Collected data entries
= = = =
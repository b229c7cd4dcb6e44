use std::collections::BTreeMap;

pub struct StatsHelper;

impl StatsHelper {
    pub fn mean(samples: &[f64]) -> f64 {
        if samples.is_empty() {
            return 0.0;
        }
        samples.iter().sum::<f64>() / samples.len() as f64
    }

    /// Population standard deviation.
    pub fn std_dev(samples: &[f64]) -> f64 {
        if samples.is_empty() {
            return 0.0;
        }
        let mean = Self::mean(samples);
        let var = samples.iter().map(|&v| (v - mean) * (v - mean)).sum::<f64>()
            / samples.len() as f64;
        var.sqrt()
    }

    pub fn median(samples: &[f64]) -> f64 {
        if samples.is_empty() {
            return 0.0;
        }
        let mut sorted = samples.to_vec();
        sorted.sort_by(f64::total_cmp);
        let mid = sorted.len() / 2;
        if sorted.len() % 2 == 0 {
            (sorted[mid - 1] + sorted[mid]) / 2.0
        } else {
            sorted[mid]
        }
    }

    pub fn min(samples: &[f64]) -> f64 {
        samples.iter().copied().fold(f64::INFINITY, f64::min)
    }

    pub fn max(samples: &[f64]) -> f64 {
        samples.iter().copied().fold(f64::NEG_INFINITY, f64::max)
    }

    /// Centre of the most populated `width`-wide bin over `[0, upper)`.
    /// Ties resolve to the lowest bin; values outside the range are ignored.
    pub fn binned_mode(samples: &[f64], width: f64, upper: f64) -> f64 {
        if width <= 0.0 || upper <= 0.0 {
            return 0.0;
        }
        let last_bin = ((upper / width).ceil() as usize).saturating_sub(1);
        // Only occupied bins are stored.
        let mut counts: BTreeMap<usize, usize> = BTreeMap::new();
        for &value in samples {
            if value >= 0.0 && value < upper {
                let idx = ((value / width) as usize).min(last_bin);
                *counts.entry(idx).or_default() += 1;
            }
        }
        let mut best = 0;
        let mut best_count = 0;
        for (&idx, &count) in &counts {
            if count > best_count {
                best = idx;
                best_count = count;
            }
        }
        (best as f64 + 0.5) * width
    }
}
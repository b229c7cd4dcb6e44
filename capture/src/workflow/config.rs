use anyhow::Context;
use chrono::{DateTime, Local};
use fmcwcore::pipeline::{BackpressurePolicy, LogFormat, QueueConfig};
use fmcwcore::port::PortSettings;
use fmcwcore::protocol::ResyncPolicy;
use serde::{Deserialize, Serialize};
use std::fs;
use std::net::SocketAddr;
use std::path::{Path, PathBuf};
use std::time::Duration;

#[derive(Clone, Debug, PartialEq, Serialize, Deserialize)]
#[serde(default)]
pub struct WorkflowConfig {
    /// Serial device, e.g. `/dev/ttyUSB0` or `COM3`.
    pub port: Option<String>,
    /// Sensor command file uploaded before streaming.
    pub radar_config: Option<PathBuf>,
    pub initial_baud: u32,
    pub read_timeout_ms: u64,
    pub inter_command_delay_ms: u64,
    pub baud_switch_delay_ms: u64,
    pub output_dir: PathBuf,
    pub log_format: LogFormat,
    /// `null` makes the consumer queues unbounded.
    pub queue_capacity: Option<usize>,
    pub backpressure: BackpressurePolicy,
    pub resync: ResyncPolicy,
    /// HTTP snapshot endpoint; disabled when unset.
    pub gui_bind: Option<SocketAddr>,
    pub simulate: bool,
    pub seed: u64,
    /// Stop on its own after this many seconds.
    pub duration_secs: Option<f64>,
}

impl Default for WorkflowConfig {
    fn default() -> Self {
        let port = PortSettings::default();
        let queue = QueueConfig::default();
        Self {
            port: None,
            radar_config: None,
            initial_baud: port.initial_baud,
            read_timeout_ms: port.read_timeout.as_millis() as u64,
            inter_command_delay_ms: port.inter_command_delay.as_millis() as u64,
            baud_switch_delay_ms: port.baud_switch_delay.as_millis() as u64,
            output_dir: PathBuf::from("output"),
            log_format: LogFormat::default(),
            queue_capacity: queue.capacity,
            backpressure: queue.policy,
            resync: ResyncPolicy::default(),
            gui_bind: None,
            simulate: false,
            seed: 0,
            duration_secs: None,
        }
    }
}

impl WorkflowConfig {
    pub fn load<P: AsRef<Path>>(path: P) -> anyhow::Result<Self> {
        let path_ref = path.as_ref();
        let contents = fs::read_to_string(path_ref)
            .with_context(|| format!("reading workflow config {}", path_ref.display()))?;
        let config: WorkflowConfig = serde_yaml::from_str(&contents)
            .with_context(|| format!("parsing workflow config {}", path_ref.display()))?;
        Ok(config)
    }

    pub fn from_args(port: Option<String>, radar_config: Option<PathBuf>) -> Self {
        Self {
            port,
            radar_config,
            ..Default::default()
        }
    }

    pub fn to_port_settings(&self) -> PortSettings {
        PortSettings {
            initial_baud: self.initial_baud,
            read_timeout: Duration::from_millis(self.read_timeout_ms),
            inter_command_delay: Duration::from_millis(self.inter_command_delay_ms),
            baud_switch_delay: Duration::from_millis(self.baud_switch_delay_ms),
        }
    }

    pub fn to_queue_config(&self) -> QueueConfig {
        QueueConfig {
            capacity: self.queue_capacity,
            policy: self.backpressure,
        }
    }

    /// `<output_dir>/fHist_YYYYMMDD_HHMMSS.json` for a session started at `started`.
    pub fn log_path(&self, started: DateTime<Local>) -> PathBuf {
        let extension = match self.log_format {
            LogFormat::JsonArray => "json",
            LogFormat::JsonLines => "jsonl",
        };
        self.output_dir.join(format!(
            "fHist_{}.{}",
            started.format("%Y%m%d_%H%M%S"),
            extension
        ))
    }

    pub fn duration(&self) -> Option<Duration> {
        self.duration_secs
            .filter(|secs| secs.is_finite() && *secs > 0.0)
            .map(Duration::from_secs_f64)
    }
}

#[cfg(test)]
mod tests {
    use super::*;
    use chrono::TimeZone;
    use std::io::Write;
    use tempfile::NamedTempFile;

    #[test]
    fn config_from_args_produces_port_settings() {
        let cfg = WorkflowConfig::from_args(Some("/dev/ttyUSB0".into()), None);
        let settings = cfg.to_port_settings();
        assert_eq!(settings, PortSettings::default());
        assert_eq!(cfg.to_queue_config(), QueueConfig::default());
    }

    #[test]
    fn config_load_reads_yaml() {
        let mut temp = NamedTempFile::new().unwrap();
        temp.write_all(
            b"port: COM4\nradar_config: cfg/people.cfg\nread_timeout_ms: 250\n\
              log_format: json-lines\nqueue_capacity: null\nbackpressure: block\n\
              resync: rescan\ngui_bind: 127.0.0.1:9000\n",
        )
        .unwrap();
        let path = temp.into_temp_path();
        let cfg = WorkflowConfig::load(&path).unwrap();
        assert_eq!(cfg.port.as_deref(), Some("COM4"));
        assert_eq!(cfg.radar_config, Some(PathBuf::from("cfg/people.cfg")));
        assert_eq!(cfg.to_port_settings().read_timeout, Duration::from_millis(250));
        assert_eq!(cfg.log_format, LogFormat::JsonLines);
        assert_eq!(cfg.to_queue_config().capacity, None);
        assert_eq!(cfg.backpressure, BackpressurePolicy::Block);
        assert_eq!(cfg.resync, ResyncPolicy::Rescan);
        assert_eq!(cfg.gui_bind, Some(SocketAddr::from(([127, 0, 0, 1], 9000))));
        assert_eq!(cfg.initial_baud, 115_200);
    }

    #[test]
    fn log_path_is_timestamped() {
        let cfg = WorkflowConfig::default();
        let started = Local.with_ymd_and_hms(2024, 3, 9, 14, 5, 7).unwrap();
        assert_eq!(
            cfg.log_path(started),
            PathBuf::from("output").join("fHist_20240309_140507.json")
        );
    }

    #[test]
    fn non_positive_duration_means_run_until_interrupted() {
        let mut cfg = WorkflowConfig::default();
        assert_eq!(cfg.duration(), None);
        cfg.duration_secs = Some(0.0);
        assert_eq!(cfg.duration(), None);
        cfg.duration_secs = Some(1.5);
        assert_eq!(cfg.duration(), Some(Duration::from_millis(1500)));
    }
}
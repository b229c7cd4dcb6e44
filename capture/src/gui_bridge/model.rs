use fmcwcore::config::SensorPosition;
use fmcwcore::frame::{FrameData, PointRow};
use fmcwcore::protocol::DecodedStruct;
use fmcwcore::telemetry::MetricsSnapshot;
use serde::Serialize;

/// Display-ready view of one frame; points are in the mounting frame.
#[derive(Debug, Clone, Default, PartialEq, Serialize)]
pub struct FrameSnapshot {
    pub frame_number: Option<u64>,
    pub timestamp: f64,
    pub header: DecodedStruct,
    pub num_points: usize,
    pub num_targets: usize,
    pub points: Vec<[f64; 3]>,
    pub doppler: Vec<f32>,
    pub snr: Vec<f32>,
}

impl FrameSnapshot {
    pub fn from_frame(frame: &FrameData, position: Option<&SensorPosition>) -> Self {
        let xs = frame.point_row(PointRow::X);
        let ys = frame.point_row(PointRow::Y);
        let points = xs
            .iter()
            .zip(ys.iter())
            .map(|(&x, &y)| {
                let local = [f64::from(x), f64::from(y), 0.0];
                match position {
                    Some(position) => position.to_world(local),
                    None => local,
                }
            })
            .collect();

        Self {
            frame_number: frame.frame_number(),
            timestamp: frame.timestamp,
            header: frame.header.clone(),
            num_points: frame.num_points,
            num_targets: frame.num_targets,
            points,
            doppler: frame.point_row(PointRow::Doppler).to_vec(),
            snr: frame.point_row(PointRow::Snr).to_vec(),
        }
    }
}

#[derive(Debug, Clone, Serialize, Default)]
pub struct VisualizationModel {
    pub frames_seen: u64,
    /// Frames the display consumer skipped to stay on the newest one.
    pub frames_skipped: u64,
    pub latest: Option<FrameSnapshot>,
    pub status: String,
}

impl VisualizationModel {
    pub fn update(&mut self, frame: &FrameData, skipped: u64, position: Option<&SensorPosition>) {
        self.frames_seen += 1 + skipped;
        self.frames_skipped += skipped;
        self.latest = Some(FrameSnapshot::from_frame(frame, position));
    }
}

/// Body of `GET /stats`.
#[derive(Debug, Clone, Serialize)]
pub struct StatsReport {
    pub acquisition: MetricsSnapshot,
    pub display_queue_len: usize,
    pub display_queue_dropped: u64,
}

#[cfg(test)]
mod tests {
    use super::*;
    use fmcwcore::protocol::FieldValue;
    use ndarray::arr2;

    fn frame_with_points() -> FrameData {
        let mut header = DecodedStruct::new();
        header.insert("frameNumber".into(), FieldValue::Unsigned(12));
        FrameData::from_header(header).with_point_cloud(arr2(&[
            [1.0, 2.0],
            [1.0, 0.0],
            [0.0, 2.0],
            [0.5, -0.5],
            [10.0, 20.0],
        ]))
    }

    #[test]
    fn snapshot_without_mounting_keeps_sensor_coordinates() {
        let snapshot = FrameSnapshot::from_frame(&frame_with_points(), None);
        assert_eq!(snapshot.frame_number, Some(12));
        assert_eq!(snapshot.points, vec![[1.0, 0.0, 0.0], [0.0, 2.0, 0.0]]);
        assert_eq!(snapshot.doppler, vec![0.5, -0.5]);
        assert_eq!(snapshot.snr, vec![10.0, 20.0]);
    }

    #[test]
    fn snapshot_applies_mounting_offsets() {
        let position = SensorPosition {
            x_offset: 1.0,
            y_offset: 0.0,
            z_offset: 2.5,
            azimuth_tilt_deg: 0.0,
            elevation_tilt_deg: 0.0,
        };
        let snapshot = FrameSnapshot::from_frame(&frame_with_points(), Some(&position));
        assert_eq!(snapshot.points, vec![[2.0, 0.0, 2.5], [1.0, 2.0, 2.5]]);
    }

    #[test]
    fn model_counts_skipped_frames() {
        let mut model = VisualizationModel::default();
        model.update(&frame_with_points(), 0, None);
        model.update(&frame_with_points(), 3, None);
        assert_eq!(model.frames_seen, 5);
        assert_eq!(model.frames_skipped, 3);
        assert!(model.latest.is_some());
    }
}
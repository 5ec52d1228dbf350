use std::path::{Path, PathBuf};

use convoy::error::ConvoyError;
use convoy::operation::{Operation, OperationRegistry};
use convoy::schedule::{EventBody, Schedule, DEFAULT_TASK_TIMEOUT};
use tempfile::TempDir;

fn write(dir: &Path, pattern: &str, text: &str) -> PathBuf {
    let pattern_dir = dir.join(pattern);
    std::fs::create_dir_all(&pattern_dir).unwrap();
    let path = pattern_dir.join("pattern.yml");
    std::fs::write(&path, text).unwrap();
    path
}

fn load(paths: &[PathBuf]) -> Result<Schedule, ConvoyError> {
    Schedule::load(paths, &OperationRegistry::builtin())
}

const APP: &str = r#"
events:
  setup:
    priority: 20
    task: configure
  deploy:
    ordered_tasks:
      - service: app
        task: configure
      - task: restart
tasks:
  configure:
    operations:
      - echo: configure
  restart:
    timeout: 30
    operations:
      - service:
          name: nginx
          action: restart
"#;

const DB: &str = r#"
name: database
events:
  setup:
    priority: 1
    task: init
tasks:
  init:
    filter:
      service: db
      tag: primary
    operations:
      - execute:
          file: bin/init.sh
"#;

#[test]
fn test_load_multiple_patterns() {
    let dir = TempDir::new().unwrap();
    let paths = vec![write(dir.path(), "app", APP), write(dir.path(), "db", DB)];

    let schedule = load(&paths).unwrap();
    let names: Vec<&str> = schedule.patterns().iter().map(|p| p.name.as_str()).collect();
    assert_eq!(names, vec!["app", "database"]);

    let app = schedule.pattern("app").unwrap();
    assert_eq!(app.dir(), dir.path().join("app"));
    assert_eq!(app.tasks["configure"].timeout, DEFAULT_TASK_TIMEOUT);
    assert_eq!(app.tasks["restart"].timeout.as_secs(), 30);

    let init = schedule.task("database", "init").unwrap();
    assert_eq!(init.filter.service, "db");
    assert_eq!(init.filter.tag, "primary");
    assert_eq!(init.operations.len(), 1);
    assert_eq!(init.operations[0].name(), "execute");
}

#[test]
fn test_same_event_across_patterns_sorted_by_priority() {
    let dir = TempDir::new().unwrap();
    let paths = vec![write(dir.path(), "app", APP), write(dir.path(), "db", DB)];
    let schedule = load(&paths).unwrap();

    let setup: Vec<&str> = schedule
        .events_named("setup")
        .iter()
        .map(|e| e.pattern.as_str())
        .collect();
    assert_eq!(setup, vec!["database", "app"]);

    let deploy = schedule.events_named("deploy");
    assert_eq!(deploy.len(), 1);
    assert!(matches!(&deploy[0].body, EventBody::Ordered(entries) if entries.len() == 2));
}

#[test]
fn test_missing_file_is_config_error() {
    let dir = TempDir::new().unwrap();
    let err = load(&[dir.path().join("nope/pattern.yml")]).unwrap_err();
    assert!(matches!(err, ConvoyError::Config(_)));
}

#[test]
fn test_invalid_pattern_fails_whole_load() {
    let dir = TempDir::new().unwrap();
    let good = write(dir.path(), "app", APP);
    let bad = write(dir.path(), "bad", "events:\n  deploy:\n    task: ghost\n");
    assert!(matches!(load(&[good, bad]), Err(ConvoyError::Definition(_))));
}

#[test]
fn test_malformed_yaml_is_rejected() {
    let dir = TempDir::new().unwrap();
    let bad = write(dir.path(), "bad", "events: [unclosed\n");
    assert!(matches!(load(&[bad]), Err(ConvoyError::Yaml(_))));
}

#[test]
fn test_duplicate_pattern_names_rejected() {
    let dir = TempDir::new().unwrap();
    let first = write(dir.path(), "app", APP);
    let second = write(dir.path(), "other", "name: app\ntasks: {}\n");
    assert!(matches!(load(&[first, second]), Err(ConvoyError::Definition(_))));
}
= = = =
Your goal – Among the entries, how many lines hold the string "filename"? Answer with a bare number.

Written solution – 2